An infinite series $\sum _{n=1}^{\infty }a_{n}$ is called alternating if any two neighboring terms have different signs: $a_{n}\,a_{n+1}<0$ for all $n\in \mathbb {N}$ .

Leibniz Criterion

Theorem. [Alternating Series Test]. [Leibniz Criterion]. If $\left\{a_{n}\right\}$ is a decreasing sequence of positive numbers and $a_{n}\to 0$ as $n\to \infty$ , then the following alternating series converges:

\sum _{n=1}^{\infty }(-1)^{n+1}\,a_{n}=a_{1}-a_{2}+a_{3}-\dots

Proof. Let $s_{n}=\sum _{k=1}^{n}\left(-1\right)^{k+1}\,a_{k}$ the the partial sum of order $n$ of the series. For any $n\in \mathbb {N}$ we have (odd terms are positive, even terms are negative)

s_{2n}=s_{2n-1}-a_{2n}<s_{2n-1}

Since the sequence $\left\{a_{n}\right\}$ is decreasing, we also have

{\begin{aligned}s_{2n+1}&=s_{2n-1}-a_{2n}+a_{2n+1}\leq s_{2n-1}\\s_{2n+2}&=s_{2n}+a_{2n+1}-a_{2n+2}\geq s_{2n}\end{aligned}}

Therefore $s_{2n}\leq s_{2n+2}<s_{2n+1}\leq s_{2n-1}$ for all $n\in \mathbb {N}$ . It follows that a subsequence $\left\{s_{2n}\right\}$ is increasing, and a subsequence $\left\{s_{2n-1}\right\}$ is decreasing, and both are bounded. Hence both subsequences are convergent. (but do they both converge to the same limit?)

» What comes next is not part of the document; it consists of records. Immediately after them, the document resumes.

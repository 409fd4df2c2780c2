//! Tracking code records - owner-scoped CRUD backend
//!
//! Serves the settings pages where an account owner manages named script
//! snippets:
//! - list with case-insensitive name search, newest first
//! - create / update with field-scoped validation
//! - edit / update / delete guarded by an ownership predicate that reports
//!   "not yours" exactly like "does not exist"
//!
//! Persistence sits behind [`TrackingCodeRepository`];
//! [`InMemoryTrackingCodeRepository`] backs tests and simulations.

#![warn(unreachable_pub)]
#![allow(missing_docs)]

pub mod authorization;
pub mod error;
pub mod model;
pub mod repository;
pub mod service;
pub mod validation;

pub use authorization::authorize;
pub use error::RecordError;
pub use model::{
    Flash, FlashKind, IndexFilters, Saved, TrackingCode, TrackingCodeForm, TrackingCodeIndex,
    TrackingCodeSummary,
};
pub use repository::{InMemoryTrackingCodeRepository, TrackingCodeRepository};
pub use service::TrackingCodeService;
pub use validation::{Field, RecordSettings, TrackingCodeInput, ValidTrackingCode, ValidationErrors};

/// Version of this crate
pub const VERSION: &str = env!("CARGO_PKG_VERSION");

Since $s_{2n-1}-s_{2n}=a_{2n}\to 0$ as $n\to \infty$ , both subsequences converge to the same limit $L$ , then $L$ is the limit of the entire sequence $\left\{s_{n}\right\}$ .

quod erat demonstrandum

Note: This theorem is not directly proved in the book. Rather it is a corollary of a more general theorem, Abel's Theorem, which is more complicated.

Examples

$\sum _{n=1}^{\infty }{\frac {\left(-1\right)^{n+1}}{n}}=1-{\frac {1}{2}}+{\frac {1}{3}}-\dots$

This series converges due to the alternating series test.

One can show that the sum is $\log {2}$ (this is a functional series in the form of a taylor series).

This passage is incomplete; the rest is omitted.